Thursday, August 11, 2016

78dpo 13w4d - Sad dreams

They say that pregnancy dreams can be intense. I can't say I've noticed that my dreams are more intense than before, but I've always had rather epic and involved and very detailed dreams. Sometimes I have them in phases, and I have had some recently, but I've also not had some recently so I can't say I've noticed any particular change.

But I can say that because dreams are a way to deal with your current thoughts, that I have noticed a shift in content to often involve issues relating to my future child. For example, the other day I had a dream that my daughter ended up being very dark skinned, sort of like south Indian dark skinned. I'm sure this was brought about because I selected an ethnic donor. Now, I selected an ethnic donor who listed themselves as Caucasian and in the photos looked just a bit olive skinned tanned. Their ethnic heritage is Syrian, but I suspect that mixed with my genes, my child will look as I expected, Caucasian and a bit Middle Eastern perhaps which was what I was going for given that I'm always mistaken for Mediterranean of some sort or another and look like the Ashkenazi Jew that I am. But in my dream this child was very dark and I was fretting that I'd made some awful mistake and given her a harder life because she didn't look much like me as intended.

Last night I had a dream about relationships and fathers. My dream featured two men who I know from different couples that I know. These are lovely couples who I think have really wonderful relationships. The kind that most people don't have. I don't really remember my dream now, but I think one or both of these men were somehow available and I was talking to them, and then even in my dream it was some later 'scene' and I was explaining to someone else that I was dreaming of these men because I was feeling sad about the path that life did not pick for me and what I didn't have. And then I woke up.

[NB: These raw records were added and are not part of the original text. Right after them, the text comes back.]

use std::convert::Infallible;
use std::net::SocketAddr;
use std::path::PathBuf;

use anyhow::Context;
use hyper::server::conn::http1;
use hyper::service::service_fn;
use hyper::{Request, Response};
use hyper_util::rt::TokioIo;
use tokio::net::TcpListener;

use physiosim_core::AppConfig;
use physiosim_service::{route, AppState, HttpBody};

async fn handle_request(
    state: AppState,
    req: Request<hyper::body::Incoming>,
) -> Result<Response<HttpBody>, Infallible> {
    let method = req.method().clone();
    let path = req.uri().path().to_string();
    let resp = route(&state, &method, &path, req.uri().query());
    log::info!("{} {} -> {}", method, path, resp.status.as_u16());
    Ok(resp.into_http())
}

#[tokio::main]
async fn main() -> anyhow::Result<()> {
    env_logger::init_from_env(env_logger::Env::default().default_filter_or("info"));

    let config_path = std::env::args().nth(1).map(PathBuf::from);
    let config = AppConfig::load(config_path.as_deref()).context("loading configuration")?;
    let addr: SocketAddr = config
        .server
        .bind_addr()
        .parse()
        .with_context(|| format!("invalid bind address {}", config.server.bind_addr()))?;
    let state = AppState::new(config);

    let listener = TcpListener::bind(addr).await?;
    log::info!("physiosim-service listening on http://{}", addr);

    loop {
        let (stream, peer) = listener.accept().await?;
        let state_clone = state.clone();

        tokio::spawn(async move {
            let io = TokioIo::new(stream);
            if let Err(e) = http1::Builder::new()
                .serve_connection(io, service_fn(move |req| handle_request(state_clone.clone(), req)))
                .await
            {
                log::warn!("connection error from {}: {:?}", peer, e);
            }
        });
    }
}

Becoming a single mother was not my Plan A. I of course hoped to find the right person that I would have liked to have a family with. It just didn't work out like that. I don't regret my decision, and I don't feel bad about it in any way. But I suppose there are some particular uncertainties that come with, for example, using a donor, or not having someone else to rely on. On a day to day basis, I don't focus on these issues because I think they actually don't matter. Every new parent has fears and challenges that are unique to them and their child. I suppose it's just interesting to me what is actually playing out in the back of my head and being revealed in my dreams.